The Saint Regis Mohawk tribe plans to use this nearly $600,000 federal investment to help plant nearly 2,500 new trees and strengthen a new forestry management plan that keep’s the territory’s tree canopy rich and abundant for generations to come. More specifically, the Akwesasne Urban Tree Canopy Assessment and Management project aims meet these goals by taking inventory of the trees across the territory, developing an updated forest management plan, planting new trees, and implementing tree planting and maintenance practices to improve the urban tree canopy across Akwesasne. A new plan will incorporate the most advanced strategies for forest management and maintenance and is expected to be developed by December 2025.

In 2018, the Akwesasne Community Forest Plan reported that the coverage provided by the tree canopy in the community’s southern portion was 5.5 percent — compared to 35 percent coverage in a healthy ecosystem. In the past few years, infestation of the Emerald Ash Borer has progressed from Akwesasne’s main travel corridor of State Route 37 to other tribal roads.
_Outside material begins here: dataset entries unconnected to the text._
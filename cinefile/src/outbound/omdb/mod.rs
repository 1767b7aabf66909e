//! OMDb outbound adapters.
//!
//! This module provides a thin HTTP implementation of the `MovieSource` port.

mod dto;
mod http_source;

pub use http_source::OmdbHttpSource;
As a result, an effort was made to slow the infestation by removing hundreds of ash trees along Akwesasne’s roads from 2020 to 2022. As a result, the Forest Plan called for the goal of 250,000 trees to be planted by 2037. The USDA Grant will support this effort with the inventorying of 2,500 trees that exist along Akwesasne’s roadways and the planting of an additional 500 natural species. The Akwesasne Urban Tree Canopy Assessment and Management Project is a community- based project that will be undertaken in partnership with the Akwesasne Task Force on the Environment (ATFE), USDA Forest Service (USDAFS), New York State Department of Conservation (NYSDEC), SRMT Native Plants Working Group, and Akwesasne residents.
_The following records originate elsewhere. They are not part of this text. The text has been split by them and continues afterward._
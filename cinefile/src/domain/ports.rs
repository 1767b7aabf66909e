//! Domain ports defining the edges of the hexagon.
//!
//! Ports describe how the domain expects to interact with driven adapters
//! (the remote movie catalogue and the key-value store). Each trait exposes
//! strongly typed errors so adapters map their failures into predictable
//! variants, and lookup results are tagged enums so downstream code never
//! branches on a wire-level flag string.

use async_trait::async_trait;
use thiserror::Error;

use super::movie::{ImdbId, Movie};

/// Errors surfaced by [`MovieSource`] adapters.
#[derive(Debug, Clone, PartialEq, Eq, Error)]
pub enum MovieSourceError {
    /// Network-level failure reaching the catalogue.
    #[error("movie source transport failed: {message}")]
    Transport {
        /// Adapter-supplied failure description.
        message: String,
    },
    /// The catalogue did not answer within the configured deadline.
    #[error("movie source timed out: {message}")]
    Timeout {
        /// Adapter-supplied failure description.
        message: String,
    },
    /// The catalogue throttled the request.
    #[error("movie source rate limited the request: {message}")]
    RateLimited {
        /// Adapter-supplied failure description.
        message: String,
    },
    /// The catalogue rejected the request as malformed or unauthorised.
    #[error("movie source rejected the request: {message}")]
    InvalidRequest {
        /// Adapter-supplied failure description.
        message: String,
    },
    /// The response body could not be decoded into catalogue records.
    #[error("movie source payload could not be decoded: {message}")]
    Decode {
        /// Adapter-supplied failure description.
        message: String,
    },
}

impl MovieSourceError {
    /// Helper for network-level failures.
    pub fn transport(message: impl Into<String>) -> Self {
        Self::Transport {
            message: message.into(),
        }
    }

    /// Helper for deadline failures.
    pub fn timeout(message: impl Into<String>) -> Self {
        Self::Timeout {
            message: message.into(),
        }
    }

    /// Helper for throttled requests.
    pub fn rate_limited(message: impl Into<String>) -> Self {
        Self::RateLimited {
            message: message.into(),
        }
    }

    /// Helper for rejected requests.
    pub fn invalid_request(message: impl Into<String>) -> Self {
        Self::InvalidRequest {
            message: message.into(),
        }
    }

    /// Helper for undecodable payloads.
    pub fn decode(message: impl Into<String>) -> Self {
        Self::Decode {
            message: message.into(),
        }
    }
}

/// Result of a free-text catalogue search.
#[derive(Debug, Clone, PartialEq, Eq)]
pub enum SearchOutcome {
    /// The catalogue matched at least one movie, in its own ranking order.
    Found(Vec<Movie>),
    /// The catalogue answered but matched nothing.
    NoMatch {
        /// Catalogue-supplied explanation, when one was given.
        message: Option<String>,
    },
}

/// Result of a single-record catalogue lookup (by id or by title).
#[derive(Debug, Clone, PartialEq, Eq)]
pub enum LookupOutcome {
    /// The catalogue matched exactly one movie.
    Found(Movie),
    /// The catalogue answered but matched nothing.
    NoMatch {
        /// Catalogue-supplied explanation, when one was given.
        message: Option<String>,
    },
}

/// Remote movie-information client port.
///
/// One adapter request shape per operation, all against the same upstream
/// endpoint. Implementations own transport details only; outcome tagging
/// happens at this boundary.
#[cfg_attr(test, mockall::automock)]
#[async_trait]
pub trait MovieSource: Send + Sync {
    /// Search for movies matching the literal query text (first result page).
    async fn search(&self, query: &str) -> Result<SearchOutcome, MovieSourceError>;

    /// Fetch one movie with full plot detail by catalogue id.
    async fn find_by_id(&self, id: &ImdbId) -> Result<LookupOutcome, MovieSourceError>;

    /// Fetch one movie by exact title.
    async fn find_by_title(&self, title: &str) -> Result<LookupOutcome, MovieSourceError>;
}

/// Errors surfaced by [`KeyValueStore`] adapters.
#[derive(Debug, Clone, PartialEq, Eq, Error)]
pub enum KeyValueStoreError {
    /// The backing store is unavailable or failed mid-operation.
    #[error("key-value store backend failure: {message}")]
    Backend {
        /// Adapter-supplied failure description.
        message: String,
    },
    /// Stored content could not be encoded or decoded.
    #[error("key-value store serialisation failed: {message}")]
    Serialization {
        /// Adapter-supplied failure description.
        message: String,
    },
}

impl KeyValueStoreError {
    /// Helper for backend-level failures.
    pub fn backend(message: impl Into<String>) -> Self {
        Self::Backend {
            message: message.into(),
        }
    }

    /// Helper for serialisation problems.
    pub fn serialization(message: impl Into<String>) -> Self {
        Self::Serialization {
            message: message.into(),
        }
    }
}

/// Opaque string-keyed persistence port.
///
/// Values are JSON blobs owned by the caller; the store itself never
/// interprets them. There is no cross-process locking: concurrent writers can
/// clobber each other, a limitation carried over from the browser-storage
/// substrate this port models.
#[cfg_attr(test, mockall::automock)]
#[async_trait]
pub trait KeyValueStore: Send + Sync {
    /// Read the value stored under `key`, if any.
    async fn get(&self, key: &str) -> Result<Option<String>, KeyValueStoreError>;

    /// Store `value` under `key`, replacing any previous value.
    async fn set(&self, key: &str, value: &str) -> Result<(), KeyValueStoreError>;

    /// Remove `key`; removing an absent key succeeds.
    async fn remove(&self, key: &str) -> Result<(), KeyValueStoreError>;
}

#[cfg(test)]
mod tests {
    use super::*;

    #[test]
    fn source_error_helpers_build_matching_variants() {
        assert!(matches!(
            MovieSourceError::transport("boom"),
            MovieSourceError::Transport { .. }
        ));
        assert!(matches!(
            MovieSourceError::decode("bad json"),
            MovieSourceError::Decode { .. }
        ));
    }

    #[test]
    fn store_error_messages_name_the_failure() {
        let err = KeyValueStoreError::backend("disk full");
        assert_eq!(
            err.to_string(),
            "key-value store backend failure: disk full"
        );
    }
}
Schumer and Gillibrand explained that thanks to the historic investments they were able to secure in the Inflation Reduction Act, USDA’s Urban and Community Forestry Grant Program is making more than $1 billion available to increase equitable access to trees and the benefits they provide in disadvantaged urban communities. The Inflation Reduction Act provides $1.5 billion for urban and community forestry investments that 1) increase access in disadvantaged urban communities to trees and the associated benefits they provide to human health, the environment, and the economy, 2) broaden community engagement in local urban forest planning, tree planting, and management activities; and 3) improve community and urban forest resilience to climate change, extreme heat, forest pests and diseases, and storm events through best management and maintenance practices.